Activity:
Every entry in the following data should be output exactly.

Dataset content:
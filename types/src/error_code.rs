//! Failure classification codes.
//!
//! Every [`Failure`](crate::Failure) carries one of these. Producers pick the
//! most specific code that applies; [`ErrorCode::Unknown`] is the default.

use std::fmt;

use serde::{Deserialize, Serialize};

#[derive(Debug, Clone, Copy, PartialEq, Eq, Hash, Default, Serialize, Deserialize)]
#[serde(rename_all = "snake_case")]
pub enum ErrorCode {
    #[default]
    Unknown,
    ValidationFailed,
    InsufficientBalance,
    WorkerNotFound,
    ProjectNotFound,
    AdvanceNotFound,
    PaymentNotFound,
    UserNotFound,
    InvalidAmount,
    InvalidDateRange,
    OperationCancelled,
    StorageError,
    AlreadySettled,
    AlreadyPaid,
    AlreadyVoided,
}

impl ErrorCode {
    pub const ALL: [ErrorCode; 15] = [
        ErrorCode::Unknown,
        ErrorCode::ValidationFailed,
        ErrorCode::InsufficientBalance,
        ErrorCode::WorkerNotFound,
        ErrorCode::ProjectNotFound,
        ErrorCode::AdvanceNotFound,
        ErrorCode::PaymentNotFound,
        ErrorCode::UserNotFound,
        ErrorCode::InvalidAmount,
        ErrorCode::InvalidDateRange,
        ErrorCode::OperationCancelled,
        ErrorCode::StorageError,
        ErrorCode::AlreadySettled,
        ErrorCode::AlreadyPaid,
        ErrorCode::AlreadyVoided,
    ];

    /// Stable identifier, identical to the serde representation.
    #[must_use]
    pub const fn as_str(self) -> &'static str {
        match self {
            ErrorCode::Unknown => "unknown",
            ErrorCode::ValidationFailed => "validation_failed",
            ErrorCode::InsufficientBalance => "insufficient_balance",
            ErrorCode::WorkerNotFound => "worker_not_found",
            ErrorCode::ProjectNotFound => "project_not_found",
            ErrorCode::AdvanceNotFound => "advance_not_found",
            ErrorCode::PaymentNotFound => "payment_not_found",
            ErrorCode::UserNotFound => "user_not_found",
            ErrorCode::InvalidAmount => "invalid_amount",
            ErrorCode::InvalidDateRange => "invalid_date_range",
            ErrorCode::OperationCancelled => "operation_cancelled",
            ErrorCode::StorageError => "storage_error",
            ErrorCode::AlreadySettled => "already_settled",
            ErrorCode::AlreadyPaid => "already_paid",
            ErrorCode::AlreadyVoided => "already_voided",
        }
    }

    /// Parse a stable identifier back into a code.
    #[must_use]
    pub fn parse(s: &str) -> Option<Self> {
        Self::ALL.into_iter().find(|code| code.as_str() == s)
    }

    /// True for the "entity does not exist" family.
    #[must_use]
    pub const fn is_not_found(self) -> bool {
        matches!(
            self,
            ErrorCode::WorkerNotFound
                | ErrorCode::ProjectNotFound
                | ErrorCode::AdvanceNotFound
                | ErrorCode::PaymentNotFound
                | ErrorCode::UserNotFound
        )
    }

    /// True when the entity is already in a terminal state.
    #[must_use]
    pub const fn is_conflict(self) -> bool {
        matches!(
            self,
            ErrorCode::AlreadySettled | ErrorCode::AlreadyPaid | ErrorCode::AlreadyVoided
        )
    }
}

impl fmt::Display for ErrorCode {
    fn fmt(&self, f: &mut fmt::Formatter<'_>) -> fmt::Result {
        f.write_str(self.as_str())
    }
}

Solution for this exercise:
filename types/src/error_code.rs
//! Failure classification codes.
//!
//! Every [`Failure`](crate::Failure) carries one of these. Producers pick the
//! most specific code that applies; [`ErrorCode::Unknown`] is the default.

use std::fmt;

use serde::{Deserialize, Serialize};

#[derive(Debug, Clone, Copy, PartialEq, Eq, Hash, Default, Serialize, Deserialize)]
#[serde(rename_all = "snake_case")]
pub enum ErrorCode {
    #[default]
    Unknown,
    ValidationFailed,
    InsufficientBalance,
    WorkerNotFound,
    ProjectNotFound,
    AdvanceNotFound,
    PaymentNotFound,
    UserNotFound,
    InvalidAmount,
    InvalidDateRange,
    OperationCancelled,
    StorageError,
    AlreadySettled,
    AlreadyPaid,
    AlreadyVoided,
}

impl ErrorCode {
    pub const ALL: [ErrorCode; 15] = [
        ErrorCode::Unknown,
        ErrorCode::ValidationFailed,
        ErrorCode::InsufficientBalance,
        ErrorCode::WorkerNotFound,
        ErrorCode::ProjectNotFound,
        ErrorCode::AdvanceNotFound,
        ErrorCode::PaymentNotFound,
        ErrorCode::UserNotFound,
        ErrorCode::InvalidAmount,
        ErrorCode::InvalidDateRange,
        ErrorCode::OperationCancelled,
        ErrorCode::StorageError,
        ErrorCode::AlreadySettled,
        ErrorCode::AlreadyPaid,
        ErrorCode::AlreadyVoided,
    ];

    /// Stable identifier, identical to the serde representation.
    #[must_use]
    pub const fn as_str(self) -> &'static str {
        match self {
            ErrorCode::Unknown => "unknown",
            ErrorCode::ValidationFailed => "validation_failed",
            ErrorCode::InsufficientBalance => "insufficient_balance",
            ErrorCode::WorkerNotFound => "worker_not_found",
            ErrorCode::ProjectNotFound => "project_not_found",
            ErrorCode::AdvanceNotFound => "advance_not_found",
            ErrorCode::PaymentNotFound => "payment_not_found",
            ErrorCode::UserNotFound => "user_not_found",
            ErrorCode::InvalidAmount => "invalid_amount",
            ErrorCode::InvalidDateRange => "invalid_date_range",
            ErrorCode::OperationCancelled => "operation_cancelled",
            ErrorCode::StorageError => "storage_error",
            ErrorCode::AlreadySettled => "already_settled",
            ErrorCode::AlreadyPaid => "already_paid",
            ErrorCode::AlreadyVoided => "already_voided",
        }
    }

    /// Parse a stable identifier back into a code.
    #[must_use]
    pub fn parse(s: &str) -> Option<Self> {
        Self::ALL.into_iter().find(|code| code.as_str() == s)
    }

    /// True for the "entity does not exist" family.
    #[must_use]
    pub const fn is_not_found(self) -> bool {
        matches!(
            self,
            ErrorCode::WorkerNotFound
                | ErrorCode::ProjectNotFound
                | ErrorCode::AdvanceNotFound
                | ErrorCode::PaymentNotFound
                | ErrorCode::UserNotFound
        )
    }

    /// True when the entity is already in a terminal state.
    #[must_use]
    pub const fn is_conflict(self) -> bool {
        matches!(
            self,
            ErrorCode::AlreadySettled | ErrorCode::AlreadyPaid | ErrorCode::AlreadyVoided
        )
    }
}

impl fmt::Display for ErrorCode {
    fn fmt(&self, f: &mut fmt::Formatter<'_>) -> fmt::Result {
        f.write_str(self.as_str())
    }
}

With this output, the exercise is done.